▸ **What is expected**
State how many lines of the records below contain the word "struct", giving the number and nothing else.

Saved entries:
━━━━━━━━━━━━━━━━━━━━
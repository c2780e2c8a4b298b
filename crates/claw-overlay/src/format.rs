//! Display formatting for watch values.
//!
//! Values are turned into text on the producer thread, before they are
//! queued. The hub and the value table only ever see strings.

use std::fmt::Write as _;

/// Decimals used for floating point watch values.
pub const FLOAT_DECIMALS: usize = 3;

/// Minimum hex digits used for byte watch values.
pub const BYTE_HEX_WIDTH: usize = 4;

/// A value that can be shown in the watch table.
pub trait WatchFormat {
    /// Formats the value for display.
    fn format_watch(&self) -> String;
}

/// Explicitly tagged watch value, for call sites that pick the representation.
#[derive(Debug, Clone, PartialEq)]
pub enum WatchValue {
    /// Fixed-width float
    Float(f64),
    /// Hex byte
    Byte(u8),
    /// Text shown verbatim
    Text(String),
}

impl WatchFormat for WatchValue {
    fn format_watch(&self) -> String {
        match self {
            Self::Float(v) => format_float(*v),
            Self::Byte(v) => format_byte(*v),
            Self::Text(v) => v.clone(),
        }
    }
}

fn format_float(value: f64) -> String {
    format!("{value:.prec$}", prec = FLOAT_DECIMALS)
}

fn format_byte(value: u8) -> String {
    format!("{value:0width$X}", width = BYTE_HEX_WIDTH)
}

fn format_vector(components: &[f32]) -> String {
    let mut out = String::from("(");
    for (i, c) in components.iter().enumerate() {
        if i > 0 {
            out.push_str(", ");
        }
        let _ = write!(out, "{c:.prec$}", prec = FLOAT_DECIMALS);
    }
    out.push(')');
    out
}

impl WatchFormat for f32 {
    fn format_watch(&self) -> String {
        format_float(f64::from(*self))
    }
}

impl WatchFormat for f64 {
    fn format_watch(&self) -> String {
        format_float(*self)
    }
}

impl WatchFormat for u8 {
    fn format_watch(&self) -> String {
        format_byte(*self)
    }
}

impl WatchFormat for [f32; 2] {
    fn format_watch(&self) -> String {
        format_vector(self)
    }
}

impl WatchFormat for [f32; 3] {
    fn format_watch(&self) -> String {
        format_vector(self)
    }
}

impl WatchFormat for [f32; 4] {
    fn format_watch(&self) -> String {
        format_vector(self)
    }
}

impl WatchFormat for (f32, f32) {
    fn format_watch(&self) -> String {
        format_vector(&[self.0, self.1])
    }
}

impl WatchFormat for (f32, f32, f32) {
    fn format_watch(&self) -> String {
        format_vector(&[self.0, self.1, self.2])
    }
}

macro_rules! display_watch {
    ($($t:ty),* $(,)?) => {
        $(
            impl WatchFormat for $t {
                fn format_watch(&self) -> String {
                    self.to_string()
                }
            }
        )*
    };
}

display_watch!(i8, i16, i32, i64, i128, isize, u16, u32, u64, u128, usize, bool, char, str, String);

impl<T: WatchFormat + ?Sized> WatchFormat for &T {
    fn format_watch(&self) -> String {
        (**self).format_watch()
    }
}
━━━━━━━━━━━━━━━━━━━━
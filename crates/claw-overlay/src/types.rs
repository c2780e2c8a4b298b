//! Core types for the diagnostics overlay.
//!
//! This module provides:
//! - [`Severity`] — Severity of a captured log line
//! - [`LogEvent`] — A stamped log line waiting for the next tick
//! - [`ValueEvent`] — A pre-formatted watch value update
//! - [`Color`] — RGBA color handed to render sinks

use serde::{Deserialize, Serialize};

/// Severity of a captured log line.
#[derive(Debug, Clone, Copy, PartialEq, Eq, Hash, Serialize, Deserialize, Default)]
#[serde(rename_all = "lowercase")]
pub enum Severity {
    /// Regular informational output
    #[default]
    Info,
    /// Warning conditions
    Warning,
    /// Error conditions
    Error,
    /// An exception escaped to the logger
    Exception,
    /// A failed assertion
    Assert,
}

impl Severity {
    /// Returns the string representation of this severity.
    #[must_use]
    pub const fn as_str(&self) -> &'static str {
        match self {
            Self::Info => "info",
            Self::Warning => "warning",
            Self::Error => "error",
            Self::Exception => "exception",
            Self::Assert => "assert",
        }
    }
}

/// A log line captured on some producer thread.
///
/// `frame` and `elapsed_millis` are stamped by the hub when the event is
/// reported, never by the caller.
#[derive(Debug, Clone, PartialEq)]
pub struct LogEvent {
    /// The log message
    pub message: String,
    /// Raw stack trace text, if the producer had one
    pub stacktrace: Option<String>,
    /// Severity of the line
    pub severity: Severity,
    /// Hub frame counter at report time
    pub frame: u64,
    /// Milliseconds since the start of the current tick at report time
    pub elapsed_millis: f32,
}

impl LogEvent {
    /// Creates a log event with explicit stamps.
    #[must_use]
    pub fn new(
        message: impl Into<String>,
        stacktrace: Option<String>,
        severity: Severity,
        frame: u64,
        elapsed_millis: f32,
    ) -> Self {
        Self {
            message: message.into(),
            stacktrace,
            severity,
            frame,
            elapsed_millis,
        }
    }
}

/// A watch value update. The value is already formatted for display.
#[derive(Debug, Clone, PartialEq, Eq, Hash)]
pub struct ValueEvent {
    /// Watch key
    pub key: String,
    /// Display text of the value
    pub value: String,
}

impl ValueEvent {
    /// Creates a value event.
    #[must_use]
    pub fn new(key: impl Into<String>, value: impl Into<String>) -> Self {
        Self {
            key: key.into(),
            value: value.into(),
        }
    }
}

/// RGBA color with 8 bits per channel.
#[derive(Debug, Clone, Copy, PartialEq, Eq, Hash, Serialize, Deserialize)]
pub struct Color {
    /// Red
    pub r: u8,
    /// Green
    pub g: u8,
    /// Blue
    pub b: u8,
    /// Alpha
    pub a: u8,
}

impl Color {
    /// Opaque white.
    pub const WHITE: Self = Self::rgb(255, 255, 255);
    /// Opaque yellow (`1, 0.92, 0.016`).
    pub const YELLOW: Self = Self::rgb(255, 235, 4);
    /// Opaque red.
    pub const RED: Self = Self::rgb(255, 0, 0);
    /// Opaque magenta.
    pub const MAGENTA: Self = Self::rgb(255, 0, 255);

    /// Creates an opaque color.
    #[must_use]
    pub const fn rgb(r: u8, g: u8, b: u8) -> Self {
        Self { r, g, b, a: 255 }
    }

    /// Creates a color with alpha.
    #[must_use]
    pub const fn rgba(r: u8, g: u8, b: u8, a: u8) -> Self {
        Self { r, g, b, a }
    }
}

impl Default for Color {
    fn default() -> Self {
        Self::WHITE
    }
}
━━━━━━━━━━━━━━━━━━━━
▸ **Solution for this task**
3